The trouble with the variance in what is supposed to be be an invariable corporate tax rate is that the tax code is pretty much selecting winners and losers rather than leaving that choice to the free market. There are really no reasons for why the makers of soft drinks ought to pay less taxes than the seller of soft drink. There is significant consensus across the political spectrum that the nominal corporate tax rate ought to be lowered (perhaps to 25 percent) and particular deductions and tax credits eliminated; although, whether that change must be revenue-neutral is the topic of heated debate.

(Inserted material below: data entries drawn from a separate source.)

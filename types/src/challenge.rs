//! Challenge windows and proof bookkeeping reported by the chain.

use serde::{Deserialize, Serialize};
use std::fmt;

use crate::{AccountId, BlockHeight};

/// The two kinds of storage proof a miner owes the network.
#[derive(Clone, Copy, Debug, PartialEq, Eq, Hash, Serialize, Deserialize)]
pub enum ProofKind {
    /// Proof over committed idle space.
    Idle,
    /// Proof over stored customer data.
    Service,
}

impl ProofKind {
    pub fn as_str(&self) -> &'static str {
        match self {
            Self::Idle => "idle",
            Self::Service => "service",
        }
    }
}

impl fmt::Display for ProofKind {
    fn fmt(&self, f: &mut fmt::Formatter<'_>) -> fmt::Result {
        f.write_str(self.as_str())
    }
}

/// Per-miner entry of a challenge window.
#[derive(Clone, Debug, PartialEq, Eq, Serialize, Deserialize)]
pub struct MinerSnapshot {
    pub miner: AccountId,
    pub idle_space: u128,
    pub service_space: u128,
    pub idle_submitted: bool,
    pub service_submitted: bool,
}

impl MinerSnapshot {
    /// Whether the proof of `kind` has already been submitted in this window.
    pub fn submitted(&self, kind: ProofKind) -> bool {
        match kind {
            ProofKind::Idle => self.idle_submitted,
            ProofKind::Service => self.service_submitted,
        }
    }
}

/// Window-wide challenge parameters.
#[derive(Clone, Debug, Default, PartialEq, Eq, Serialize, Deserialize)]
pub struct ChallengeInfo {
    /// Height at which the window opened.
    pub start: BlockHeight,
    /// Number of random indices the proof must cover.
    pub random_index_count: u32,
}

/// The currently active challenge epoch.
#[derive(Clone, Debug, Default, PartialEq, Eq, Serialize, Deserialize)]
pub struct ChallengeWindow {
    pub info: ChallengeInfo,
    pub snapshots: Vec<MinerSnapshot>,
}

impl ChallengeWindow {
    /// This miner's entry, if it was challenged in this window.
    pub fn snapshot_for(&self, miner: &AccountId) -> Option<&MinerSnapshot> {
        self.snapshots.iter().find(|s| &s.miner == miner)
    }
}

/// A submitted proof still waiting in a verifying worker's queue.
#[derive(Clone, Debug, PartialEq, Eq, Serialize, Deserialize)]
pub struct UnverifiedProof {
    pub snapshot: MinerSnapshot,
    #[serde(default)]
    pub proof: Vec<u8>,
}
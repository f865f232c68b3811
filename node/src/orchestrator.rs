//! The top-level scheduler.
//!
//! Two phases. **Bootstrapping** fetches the network's verification key,
//! retrying every block interval for as long as it takes. **Steady** is a
//! single `select!` over three timers (challenge, status, maintenance), the
//! completion of the two continuous jobs, and shutdown. No task-level error
//! ends the loop; only shutdown does.

use std::sync::Arc;

use tokio::sync::{broadcast, watch};
use tokio::task::{JoinError, JoinHandle};
use tokio::time::{interval_at, Instant, Interval, MissedTickBehavior};
use tracing::{debug, error, info, warn, Instrument};

use strata_types::{AccountId, MinerInfo};

use crate::chain::ChainClient;
use crate::config::Schedule;
use crate::discovery::DiscoveryService;
use crate::dispatcher::Dispatcher;
use crate::error::NodeError;
use crate::jobs::{Job, PeerDiscovery, TaskRunner};
use crate::key::VerificationKey;
use crate::metrics::NodeMetrics;
use crate::peer_registry::PeerRegistry;
use crate::poller::{ChallengePoller, TickOutcome};
use crate::shutdown::ShutdownController;
use crate::slot::{SlotSet, TaskKind};
use crate::tracing_spans::bootstrap_span;
use crate::verifier_registry::VerifierRegistry;

/// Lifecycle phase of the orchestrator.
#[derive(Clone, Copy, Debug, PartialEq, Eq)]
pub enum Phase {
    Bootstrapping,
    Steady,
    Stopped,
}

/// Published on every phase change and status sync.
#[derive(Clone, Debug, PartialEq, Eq)]
pub struct NodeStatus {
    pub phase: Phase,
    /// Failed key fetches so far.
    pub bootstrap_failures: u32,
    /// Last successfully synced on-chain record of this miner.
    pub miner: Option<MinerInfo>,
}

/// The external collaborators the orchestrator drives.
#[derive(Clone)]
pub struct Collaborators {
    pub chain: Arc<dyn ChainClient>,
    pub runner: Arc<dyn TaskRunner>,
    pub discovery: Arc<dyn PeerDiscovery>,
}

/// Shared state the orchestrator's jobs read and write.
#[derive(Clone)]
pub struct Registries {
    pub peers: Arc<PeerRegistry>,
    pub verifiers: Arc<VerifierRegistry>,
}

pub struct Orchestrator {
    account: AccountId,
    schedule: Schedule,
    bootstrap_peers: Vec<String>,
    chain: Arc<dyn ChainClient>,
    registries: Registries,
    discovery: Arc<DiscoveryService>,
    dispatcher: Dispatcher,
    metrics: Arc<NodeMetrics>,
    status: watch::Sender<NodeStatus>,
}

impl Orchestrator {
    pub fn new(
        account: AccountId,
        schedule: Schedule,
        bootstrap_peers: Vec<String>,
        collaborators: Collaborators,
        registries: Registries,
        metrics: Arc<NodeMetrics>,
    ) -> Self {
        let discovery = DiscoveryService::new(
            collaborators.discovery,
            Arc::clone(&collaborators.chain),
            Arc::clone(&registries.peers),
            Arc::clone(&registries.verifiers),
            Arc::clone(&metrics),
        )
        .with_intervals(schedule.discovery_refresh, schedule.peer_persist);
        let dispatcher = Dispatcher::new(
            Arc::new(SlotSet::new()),
            collaborators.runner,
            Arc::clone(&metrics),
        );
        let (status, _) = watch::channel(NodeStatus {
            phase: Phase::Bootstrapping,
            bootstrap_failures: 0,
            miner: None,
        });
        Self {
            account,
            schedule,
            bootstrap_peers,
            chain: collaborators.chain,
            registries,
            discovery: Arc::new(discovery),
            dispatcher,
            metrics,
            status,
        }
    }

    /// Watch phase changes and status syncs.
    pub fn status(&self) -> watch::Receiver<NodeStatus> {
        self.status.subscribe()
    }

    pub fn slots(&self) -> Arc<SlotSet> {
        Arc::clone(self.dispatcher.slots())
    }

    /// Run until `shutdown` fires.
    pub async fn run(self, shutdown: Arc<ShutdownController>) {
        let mut stop = shutdown.subscribe();
        if shutdown.is_triggered() {
            self.set_phase(Phase::Stopped);
            return;
        }
        let key = match self.bootstrap(&mut stop).instrument(bootstrap_span()).await {
            Some(key) => key,
            None => {
                info!("shutdown during bootstrap");
                self.set_phase(Phase::Stopped);
                return;
            }
        };
        self.steady(key, &shutdown, &mut stop).await;
        self.set_phase(Phase::Stopped);
        info!("orchestrator stopped");
    }

    /// Fetch and install the verification key, retrying until it succeeds.
    ///
    /// Returns `None` only if shutdown fires first.
    async fn bootstrap(&self, stop: &mut broadcast::Receiver<()>) -> Option<Arc<VerificationKey>> {
        loop {
            match self.fetch_key().await {
                Ok(key) => {
                    info!(bits = key.bits(), "verification key installed");
                    return Some(Arc::new(key));
                }
                Err(e) => {
                    self.status.send_modify(|s| s.bootstrap_failures += 1);
                    warn!(
                        error = %e,
                        retry_in = ?self.schedule.block_interval,
                        "verification key unavailable"
                    );
                }
            }
            tokio::select! {
                _ = stop.recv() => return None,
                _ = tokio::time::sleep(self.schedule.block_interval) => {}
            }
        }
    }

    async fn fetch_key(&self) -> Result<VerificationKey, NodeError> {
        let der = self.chain.verification_public_key().await?;
        Ok(VerificationKey::from_der(der)?)
    }

    async fn steady(
        &self,
        key: Arc<VerificationKey>,
        shutdown: &ShutdownController,
        stop: &mut broadcast::Receiver<()>,
    ) {
        let poller = ChallengePoller::new(
            self.account,
            Arc::clone(&self.chain),
            Arc::clone(&self.registries.verifiers),
            key,
            Arc::clone(&self.metrics),
        );
        let s = self.schedule;
        let mut challenge = ticker(s.challenge_tick);
        let mut status = ticker(s.status_tick);
        let mut maintenance = ticker(s.maintenance_tick);

        let mut space = self.launch_space_management(false);
        let mut discovery = self.launch_discovery(shutdown, false);
        self.sync_status().await;
        self.set_phase(Phase::Steady);
        info!(account = %self.account, "node running");

        loop {
            tokio::select! {
                _ = stop.recv() => break,
                _ = challenge.tick() => {
                    let report = poller.tick(&self.dispatcher).await;
                    match report.outcome {
                        TickOutcome::Completed | TickOutcome::NoChallenge => {
                            debug!(outcome = ?report.outcome, dispatched = ?report.dispatched, "challenge tick done")
                        }
                        outcome => debug!(?outcome, "challenge tick cut short"),
                    }
                }
                _ = status.tick() => {
                    self.sync_status().await;
                    for job in [Job::ReportFiles, Job::CalcTag, Job::ReplaceIdle] {
                        self.dispatcher.dispatch(job);
                    }
                    if space.is_none() {
                        space = self.launch_space_management(true);
                    }
                    if discovery.is_none() {
                        discovery = self.launch_discovery(shutdown, true);
                    }
                }
                _ = maintenance.tick() => {
                    if let Err(e) = self
                        .dispatcher
                        .runner()
                        .connect_bootstrap(&self.bootstrap_peers)
                        .await
                    {
                        warn!(error = %e, "bootstrap reconnect failed");
                    }
                    self.dispatcher.dispatch(Job::ResizeSpace);
                }
                res = join_continuous(&mut space) => {
                    report_exit(TaskKind::SpaceManagement, res);
                    space = self.launch_space_management(true);
                }
                res = join_continuous(&mut discovery) => {
                    report_exit(TaskKind::Discovery, res);
                    discovery = self.launch_discovery(shutdown, true);
                }
            }
        }

        let running: Vec<_> = [space, discovery].into_iter().flatten().collect();
        for handle in &running {
            handle.abort();
        }
        // An aborted task finishes whatever synchronous step it is in first.
        for handle in running {
            let _ = handle.await;
        }
    }

    fn launch_space_management(&self, relaunch: bool) -> Option<JoinHandle<()>> {
        let delay = if relaunch {
            self.schedule.restart_delay
        } else {
            std::time::Duration::ZERO
        };
        let handle = self.dispatcher.dispatch_after(Job::SpaceManagement, delay);
        if handle.is_none() {
            warn!("space management slot still held, retrying on next status tick");
        }
        handle
    }

    fn launch_discovery(&self, shutdown: &ShutdownController, relaunch: bool) -> Option<JoinHandle<()>> {
        let delay = if relaunch {
            self.schedule.restart_delay
        } else {
            std::time::Duration::ZERO
        };
        let run = Arc::clone(&self.discovery).run(shutdown.subscribe());
        let handle = self.dispatcher.spawn_with(TaskKind::Discovery, delay, run);
        if handle.is_none() {
            warn!("discovery slot still held, retrying on next status tick");
        }
        handle
    }

    /// Refresh the chain-derived miner status.
    async fn sync_status(&self) {
        self.metrics.known_peers.set(self.registries.peers.len() as i64);
        match self.chain.miner_info(&self.account).await {
            Ok(info) => {
                debug!(state = info.state.as_str(), "miner status synced");
                self.status.send_modify(|s| s.miner = Some(info));
            }
            Err(e) => {
                self.metrics.chain_errors.with_label_values(&["miner_info"]).inc();
                warn!(error = %e, "miner status sync failed");
            }
        }
    }

    fn set_phase(&self, phase: Phase) {
        self.status.send_modify(|s| s.phase = phase);
    }
}

/// A ticker whose first tick fires one period from now.
fn ticker(period: std::time::Duration) -> Interval {
    let mut interval = interval_at(Instant::now() + period, period);
    interval.set_missed_tick_behavior(MissedTickBehavior::Delay);
    interval
}

/// Resolve when the continuous job behind `handle` ends, clearing it.
/// Never resolves while no job is running.
async fn join_continuous(handle: &mut Option<JoinHandle<()>>) -> Result<(), JoinError> {
    let res = match handle {
        Some(h) => h.await,
        None => std::future::pending().await,
    };
    *handle = None;
    res
}

fn report_exit(kind: TaskKind, res: Result<(), JoinError>) {
    match res {
        Ok(()) => info!(job = %kind, "continuous job returned, relaunching"),
        Err(e) if e.is_panic() => error!(job = %kind, "continuous job panicked, relaunching"),
        Err(e) => warn!(job = %kind, error = %e, "continuous job ended, relaunching"),
    }
}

While both parties support tax code reform amongst congressional leaders, business lobbyists could ultimately make matters worse. For example, a group of companies called “Let’s Invest for Tomorrow (LIFT)”, which includes recognizable names like Caterpillar, Coca-Cola, and Proctor & Gamble, decides to move the U.S. to a “territorial” tax system. Under this system, the U.S. would only tax the part of a company’s income that is received directly from U.S. operations. Under the present “worldwide” method of taxation, the U.S. imposes tax law on U.S.-based businesses on their worldwide income but will grant them credit for taxes paid to overseas governments.
The problem with LIFT’s proposition is that it enables large entities to easily move their operations to low-tax foreign locations, while smaller sized U.S. companies pay greater rates. Of course, sound points can be made for lower tax rates, but it is antithetical to progressive taxation to tax large, U.S.-based international companies at lower rates than smaller ones with specifically domestic operations, particularly when international businesses heavily count on advantages offered by the United States (a court system with well-known legal precedents and a huge, regulated protections market, for example). The article notes that a compromise may be possible; the U.S. could potentially enforce a territorial system but enforce a minimum tax on any company in the United States. So if a U.S.-based soda-maker relocates their operation to another country and pays a 3% tax rate, the U.S. can enforce a tax on the business’s revenues to the point that it is taxed a predetermined minimum rate (for instance, 15 percent) on its international numbers. Policymakers have mentioned that reform might be a crucial part of 2014’s agenda.
Frank Stafford is a graduate of the SMU business school, and a proud fan of Mustang football. With his business expertise, Frank writes for several legal professionals in Dallas, including TBA Attorney Joe B. Garza. In addition, Frank Stafford is the Editor and Lead contributor to TheCapitalPress.com. You can see some of Frank’s published press release work here: Davidson Court Has a Cow over Bad Estate Planning.